Estimation and Determination

Estimation and Determination Notes

Estimation and Determination

Determination of Molecular Mass of Acids by Silver Salt Method

This method is based on the fact that they form insoluble silver salts, which upon heating decompose to leave a residue of metallic silver.
Procedure: The unknown acid is dissolved in water and treated with a slight excess of ammonium hydroxide. The excess of ammonia is boiled off. To this sufficient quantity of silver nitrate is added when a white precipitate of silver salt is obtained. The precipitate is separated by filtration, washed successively with water, alcohol and ether and dried in the steam oven. About 0.2 g of the dry silver salt is weighed into a crucible and ignited until the decomposition is complete. Ignition is repeated until the crucible with the residue of silver has attained constant weight. The molecular mass of the acid is then calculated from the mass of the silver salt taken and the mass of the residue of metallic silver obtained from it.
Calculations:
Weight of unknown carboxylic acid = W g
Weight of silver salt of that acid = X1 g
Weight of metallic silver = X2 g
i.e.
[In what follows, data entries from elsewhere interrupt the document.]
//! Middleware chain (§4.7): interception of request initiation, response
//! termination, per-frame pass-through, and error observation, composed in
//! order and shared verbatim between the caller and responder sides of one
//! [`crate::endpoint::Endpoint`].

use crate::contract::Pattern;
use crate::status::Status;
use crate::wire::{Frame, StreamId};
use crate::{Error, Result};
use async_trait::async_trait;
use std::sync::Arc;
use std::time::Duration;
use tracing::{debug, warn};

/// What a middleware hook sees: enough to log or key a policy by, without
/// handing over the call's live channels (§4.7: a hook "may transform the
/// payload or metadata, short-circuit ... or let it pass" — this crate's
/// hooks transform by returning an `Err` that short-circuits the call with
/// that status, and observe otherwise; see `DESIGN.md` for why payload
/// rewriting is out of scope for the shipped middlewares).
#[derive(Debug, Clone)]
pub struct CallContext {
    pub method_path: String,
    pub pattern: Pattern,
    pub stream_id: StreamId,
    pub label: Option<String>,
}

/// One hook point implementation. All methods default to a no-op so a
/// middleware only needs to implement the hooks it cares about (§4.7).
#[async_trait]
pub trait Middleware: Send + Sync {
    /// Outbound request initiation, before the first frame is sent. An
    /// `Err` short-circuits the call with that status instead of opening
    /// the stream.
    async fn on_request(&self, _ctx: &CallContext) -> Result<()> {
        Ok(())
    }

    /// Inbound response termination: the call's terminal status, observed
    /// on both caller and responder sides.
    async fn on_response(&self, _ctx: &CallContext, _status: &Status) {}

    /// Per-frame pass-through, both directions (§4.7). Returning `Err`
    /// aborts the call; middleware MUST NOT hold the frame indefinitely
    /// (§4.7) — these hooks are `await`ed inline on the hot path.
    async fn on_frame(&self, _ctx: &CallContext, _frame: &Frame) -> Result<()> {
        Ok(())
    }

    async fn on_error(&self, _ctx: &CallContext, _error: &Error) {}
}

/// An ordered composition of [`Middleware`] (§4.7). The same chain instance
/// is consulted by both the caller and responder halves of an endpoint.
#[derive(Clone, Default)]
pub struct MiddlewareChain {
    middlewares: Vec<Arc<dyn Middleware>>,
}

impl MiddlewareChain {
    pub fn new() -> Self {
        MiddlewareChain { middlewares: Vec::new() }
    }

    pub fn push(&mut self, middleware: Arc<dyn Middleware>) {
        self.middlewares.push(middleware);
    }

    pub fn with(mut self, middleware: Arc<dyn Middleware>) -> Self {
        self.push(middleware);
        self
    }

    pub async fn before_request(&self, ctx: &CallContext) -> Result<()> {
        for middleware in &self.middlewares {
            middleware.on_request(ctx).await?;
        }
        Ok(())
    }

    pub async fn after_response(&self, ctx: &CallContext, status: &Status) {
        for middleware in &self.middlewares {
            middleware.on_response(ctx, status).await;
        }
    }

    pub async fn on_frame(&self, ctx: &CallContext, frame: &Frame) -> Result<()> {
        for middleware in &self.middlewares {
            middleware.on_frame(ctx, frame).await?;
        }
        Ok(())
    }

    pub async fn on_error(&self, ctx: &CallContext, error: &Error) {
        for middleware in &self.middlewares {
            middleware.on_error(ctx, error).await;
        }
    }
}

/// Emits a `tracing` event at each hook, carrying method path, pattern, and
/// stream id (grounded in the teacher's `client::retry`/`circuit_breaker`
/// `tracing::{debug, warn}` call sites).
#[derive(Debug, Default)]
pub struct TracingMiddleware;

#[async_trait]
impl Middleware for TracingMiddleware {
    async fn on_request(&self, ctx: &CallContext) -> Result<()> {
        debug!(
            method = %ctx.method_path,
            pattern = ?ctx.pattern,
            stream = %ctx.stream_id,
            label = ctx.label.as_deref().unwrap_or("-"),
            "call started"
        );
        Ok(())
    }

    async fn on_response(&self, ctx: &CallContext, status: &Status) {
        if status.is_ok() {
            debug!(method = %ctx.method_path, stream = %ctx.stream_id, "call completed OK");
        } else {
            warn!(method = %ctx.method_path, stream = %ctx.stream_id, status = %status, "call completed with error");
        }
    }

    async fn on_error(&self, ctx: &CallContext, error: &Error) {
        warn!(method = %ctx.method_path, stream = %ctx.stream_id, error = %error, "middleware observed an error");
    }
}

/// Exponential-backoff-plus-jitter retry, generalised from the teacher's
/// `transport::client::retry::RetryExecutor`. Not one of the four
/// [`Middleware`] hooks: retrying means replaying the *whole* call, which
/// only [`crate::caller::CallerEndpoint`] is positioned to do, so this is a
/// standalone policy object the caller endpoint wraps unary/client-stream
/// invocations in when configured (see `DESIGN.md`).
#[derive(Debug, Clone, Copy)]
pub struct RetryConfig {
    pub max_retries: u32,
    pub backoff_ms: u64,
}

impl Default for RetryConfig {
    fn default() -> Self {
        RetryConfig { max_retries: 0, backoff_ms: 100 }
    }
}

pub struct RetryExecutor {
    config: RetryConfig,
}

impl RetryExecutor {
    pub fn new(config: RetryConfig) -> Self {
        RetryExecutor { config }
    }

    /// Only status codes that plausibly reflect a transient condition are
    /// retried (§7 class 4 transport failures, resource exhaustion); a
    /// handler-supplied `INVALID_ARGUMENT` or similar will never succeed on
    /// replay.
    fn is_retryable(error: &Error) -> bool {
        matches!(
            error,
            Error::Unavailable(_) | Error::Io(_)
        ) || matches!(error, Error::Status(s) if matches!(s.code, crate::status::StatusCode::ResourceExhausted | crate::status::StatusCode::Unavailable))
    }

    pub async fn execute<F, Fut, T>(&self, mut operation: F) -> Result<T>
    where
        F: FnMut() -> Fut,
        Fut: std::future::Future<Output = Result<T>>,
    {
        let mut attempt = 0;
        let max_attempts = self.config.max_retries + 1;
        loop {
            attempt += 1;
            match operation().await {
                Ok(value) => return Ok(value),
                Err(err) if attempt < max_attempts && Self::is_retryable(&err) => {
                    let backoff = self.config.backoff_ms.saturating_mul(1u64 << (attempt - 1).min(16));
                    let jitter_range = (backoff / 4) as i64;
                    let jitter = (rand::random::<f64>() * 2.0 - 1.0) * jitter_range as f64;
                    let delay = (backoff as i64 + jitter as i64).max(0) as u64;
                    warn!(attempt, max_attempts, error = %err, delay_ms = delay, "retrying call");
                    tokio::time::sleep(Duration::from_millis(delay)).await;
                }
                Err(err) => return Err(err),
            }
        }
    }
}

/// Closed/open/half-open circuit breaker, generalised from the teacher's
/// `transport::client::circuit_breaker::CircuitBreaker`.
#[derive(Debug, Clone, Copy)]
pub struct CircuitBreakerConfig {
    pub failure_threshold: u32,
    pub success_threshold: u32,
    pub reset_timeout_ms: u64,
}

impl Default for CircuitBreakerConfig {
    fn default() -> Self {
        CircuitBreakerConfig { failure_threshold: 5, success_threshold: 2, reset_timeout_ms: 30_000 }
    }
}

#[derive(Debug, Clone, Copy, PartialEq, Eq)]
pub enum CircuitState {
    Closed,
    Open,
    HalfOpen,
}

struct CircuitBreakerState {
    state: CircuitState,
    consecutive_failures: u32,
    consecutive_successes: u32,
    last_failure: Option<tokio::time::Instant>,
}

pub struct CircuitBreaker {
    config: CircuitBreakerConfig,
    state: tokio::sync::RwLock<CircuitBreakerState>,
    label: String,
}

impl CircuitBreaker {
    pub fn new(label: impl Into<String>, config: CircuitBreakerConfig) -> Self {
        CircuitBreaker {
            config,
            state: tokio::sync::RwLock::new(CircuitBreakerState {
                state: CircuitState::Closed,
                consecutive_failures: 0,
                consecutive_successes: 0,
                last_failure: None,
            }),
            label: label.into(),
        }
    }

    pub async fn state(&self) -> CircuitState {
        self.state.read().await.state
    }

    pub async fn execute<F, Fut, T>(&self, operation: F) -> Result<T>
    where
        F: FnOnce() -> Fut,
        Fut: std::future::Future<Output = Result<T>>,
    {
        self.admit().await?;
        match operation().await {
            Ok(value) => {
                self.on_success().await;
                Ok(value)
            }
            Err(err) => {
                self.on_failure().await;
                Err(err)
            }
        }
    }

    async fn admit(&self) -> Result<()> {
        let mut state = self.state.write().await;
        match state.state {
            CircuitState::Closed | CircuitState::HalfOpen => Ok(()),
            CircuitState::Open => {
                let elapsed = state.last_failure.map(|t| t.elapsed()).unwrap_or_default();
                if elapsed >= Duration::from_millis(self.config.reset_timeout_ms) {
                    debug!(label = %self.label, "circuit breaker half-opening");
                    state.state = CircuitState::HalfOpen;
                    state.consecutive_successes = 0;
                    Ok(())
                } else {
                    Err(Error::Unavailable(format!("circuit breaker open for '{}'", self.label)))
                }
            }
        }
    }

    async fn on_success(&self) {
        let mut state = self.state.write().await;
        state.consecutive_failures = 0;
        state.consecutive_successes += 1;
        if state.state == CircuitState::HalfOpen && state.consecutive_successes >= self.config.success_threshold {
            debug!(label = %self.label, "circuit breaker closing");
            state.state = CircuitState::Closed;
        }
    }

    async fn on_failure(&self) {
        let mut state = self.state.write().await;
        state.consecutive_successes = 0;
        state.consecutive_failures += 1;
        state.last_failure = Some(tokio::time::Instant::now());
        if state.state != CircuitState::Open && state.consecutive_failures >= self.config.failure_threshold {
            warn!(label = %self.label, failures = state.consecutive_failures, "circuit breaker opening");
            state.state = CircuitState::Open;
        }
    }
}

#[cfg(test)]
mod tests {
    use super::*;

    #[tokio::test]
    async fn retry_executor_retries_unavailable_errors() {
        let executor = RetryExecutor::new(RetryConfig { max_retries: 2, backoff_ms: 1 });
        let attempts = std::sync::atomic::AtomicU32::new(0);
        let result = executor
            .execute(|| async {
                let n = attempts.fetch_add(1, std::sync::atomic::Ordering::SeqCst);
                if n < 1 {
                    Err(Error::Unavailable("transient".into()))
                } else {
                    Ok(42)
                }
            })
            .await;
        assert_eq!(result.unwrap(), 42);
        assert_eq!(attempts.load(std::sync::atomic::Ordering::SeqCst), 2);
    }

    #[tokio::test]
    async fn retry_executor_does_not_retry_non_transient_errors() {
        let executor = RetryExecutor::new(RetryConfig { max_retries: 3, backoff_ms: 1 });
        let attempts = std::sync::atomic::AtomicU32::new(0);
        let result: Result<()> = executor
            .execute(|| async {
                attempts.fetch_add(1, std::sync::atomic::Ordering::SeqCst);
                Err(Error::Unimplemented("nope".into()))
            })
            .await;
        assert!(result.is_err());
        assert_eq!(attempts.load(std::sync::atomic::Ordering::SeqCst), 1);
    }

    #[tokio::test]
    async fn circuit_breaker_opens_after_threshold_failures() {
        let cb = CircuitBreaker::new(
            "test",
            CircuitBreakerConfig { failure_threshold: 2, success_threshold: 1, reset_timeout_ms: 10_000 },
        );
        for _ in 0..2 {
            let _ = cb.execute(|| async { Err::<(), _>(Error::Unavailable("x".into())) }).await;
        }
        assert_eq!(cb.state().await, CircuitState::Open);
        let result = cb.execute(|| async { Ok::<(), Error>(()) }).await;
        assert!(result.is_err());
    }

    #[tokio::test]
    async fn circuit_breaker_half_opens_after_timeout_then_closes() {
        let cb = CircuitBreaker::new(
            "test",
            CircuitBreakerConfig { failure_threshold: 1, success_threshold: 1, reset_timeout_ms: 10 },
        );
        let _ = cb.execute(|| async { Err::<(), _>(Error::Unavailable("x".into())) }).await;
        assert_eq!(cb.state().await, CircuitState::Open);
        tokio::time::sleep(Duration::from_millis(20)).await;
        let result = cb.execute(|| async { Ok::<(), Error>(()) }).await;
        assert!(result.is_ok());
        assert_eq!(cb.state().await, CircuitState::Closed);
    }
}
X2 g of silver are obtained from X1 g of silver salt
Then 108 g of silver are obtained from = (X1/X2) X 108 g of silver salt
Thus, molar mass of silver salt of carboxylic acid = (X1/X2) X 108 g
For monocarboxylic acid, molar mass = (molar mass of Ag-salt) - (atomic mass of Ag) + (Atomic mass of H)
= (108 X1/X2) − 108 + 1
= (108 X1/X2) − 107
For polybasic carboxylic acid of basicity (n), molar mass =n(Molar mass of Ag-salt) - n(atomic mass of Ag) + n(atomic mass of H)
= (n108 X1/X2) − 108n + 1n
= (n108 X1/X2) − 107n
Molar mass of Acid = [wt. of Ag salt/wt. of Ag) X 108 − 107] Basicity of Acid

Q. About 0.759 g of silver salt of a dibasic acid was ignited when a residue of 0.463 g of metallic silver was left. Calculate the molecular mass of the acid.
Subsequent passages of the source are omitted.